Ceridwen Dovey: Colette’s Ultimate Outsiders

Ceridwen Dovey
photo: Shannon Smith

As Ceridwen Dovey notes in this guest post, not only are the stories in Only the Animals narrated by animals, but each story draws upon a different writer for inspiration. A camel accompanies the Australian short story writer Henry Lawson on a fateful desert trek, for example, while Himmler’s dog, taking on his master’s enthusiasm for Hesse-inflected Buddhism, struggles with feelings of confusion and failure after being rejected. Dovey’s ability to take up different voices, and to make each feel utterly convincing, reminds me in some ways of the stories of Jim Shepard—a sense of strangeness and familiarity in equal measure. Here, she describes how one of these stories, in which Colette’s cat is stranded on the Western Front during the First World War, took shape.

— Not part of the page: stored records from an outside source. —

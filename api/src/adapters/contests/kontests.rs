//! Kontests-style multi-site contest listing
//!
//! The upstream returns a flat JSON array across many judges. Times come either
//! as RFC 3339 or as `YYYY-MM-DD HH:MM:SS UTC`; durations as strings or numbers.

use async_trait::async_trait;
use chrono::{DateTime, NaiveDateTime, Utc};
use reqwest::Client;
use serde::Deserialize;

use crate::domain::entities::{ContestPhase, Tournament, TournamentCategory};
use crate::domain::ports::ContestSource;
use crate::error::ContestError;

/// Contest source backed by `/api/v1/all`
pub struct KontestsContestSource {
    http: Client,
    base_url: String,
    limit: usize,
}

impl KontestsContestSource {
    pub fn new(http: Client, base_url: String, limit: usize) -> Self {
        Self {
            http,
            base_url: base_url.trim_end_matches('/').to_string(),
            limit,
        }
    }
}

#[derive(Deserialize)]
#[serde(untagged)]
enum Seconds {
    Number(f64),
    Text(String),
}

impl Seconds {
    fn as_seconds(&self) -> Option<i64> {
        match self {
            Seconds::Number(n) => Some(*n as i64),
            Seconds::Text(s) => s.trim().parse::<f64>().ok().map(|n| n as i64),
        }
    }
}

#[derive(Deserialize)]
struct KontestEntry {
    name: String,
    url: String,
    start_time: String,
    end_time: String,
    duration: Option<Seconds>,
    site: String,
    status: Option<String>,
}

fn parse_time(raw: &str) -> Option<DateTime<Utc>> {
    DateTime::parse_from_rfc3339(raw)
        .map(|t| t.with_timezone(&Utc))
        .ok()
        .or_else(|| {
            NaiveDateTime::parse_from_str(raw, "%Y-%m-%d %H:%M:%S UTC")
                .ok()
                .map(|t| t.and_utc())
        })
}

impl KontestEntry {
    fn into_tournament(self) -> Option<Tournament> {
        let (Some(start), Some(end)) = (parse_time(&self.start_time), parse_time(&self.end_time))
        else {
            tracing::debug!(contest = %self.name, "Skipping contest with unparseable times");
            return None;
        };

        let duration_seconds = self
            .duration
            .as_ref()
            .and_then(Seconds::as_seconds)
            .unwrap_or_else(|| (end - start).num_seconds());

        Some(Tournament {
            id: format!("{}@{}", self.name, self.start_time),
            category: TournamentCategory::infer(&self.name),
            description: format!("{} hosted by {}", self.name, self.site),
            title: self.name,
            host_platform: self.site,
            start_time: start,
            end_time: end,
            duration_seconds,
            registration_url: self.url,
            participant_count: None,
            phase: self
                .status
                .as_deref()
                .map(ContestPhase::parse)
                .unwrap_or(ContestPhase::Unknown),
        })
    }
}

#[async_trait]
impl ContestSource for KontestsContestSource {
    fn name(&self) -> &str {
        "kontests"
    }

    async fn fetch_contests(&self) -> Result<Vec<Tournament>, ContestError> {
        let response = self
            .http
            .get(format!("{}/api/v1/all", self.base_url))
            .send()
            .await?;

        let status = response.status();
        if !status.is_success() {
            let message = response.text().await.unwrap_or_default();
            return Err(ContestError::Api {
                status: status.as_u16(),
                message,
            });
        }

        let entries: Vec<KontestEntry> = response
            .json()
            .await
            .map_err(|e| ContestError::Deserialization(e.to_string()))?;

        Ok(entries
            .into_iter()
            .take(self.limit)
            .filter_map(KontestEntry::into_tournament)
            .collect())
    }
}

Each of the stories in Only the Animals is told through an animal narrator who has died in a human conflict of the past century. Right from the beginning of the project, I knew that writing from an animal’s eye view was territory that many, many other authors had covered. The parrot story was the first I wrote, and at the time I was reading J.M. Coetzee’s The Lives of Animals, and while doing research for the story I went back to the original Flaubert story about a woman’s relationship with a parrot, A Simple Heart.

I was searching for a way for the stories not to be relentlessly depressing. So I decided that each animal soul should also pay tribute to an author who has worked in this symbolic space before—and in this way put a bit of hope and humour in the stories, to signal that some of our best writers have tried to find a way to say something meaningful through animal characters.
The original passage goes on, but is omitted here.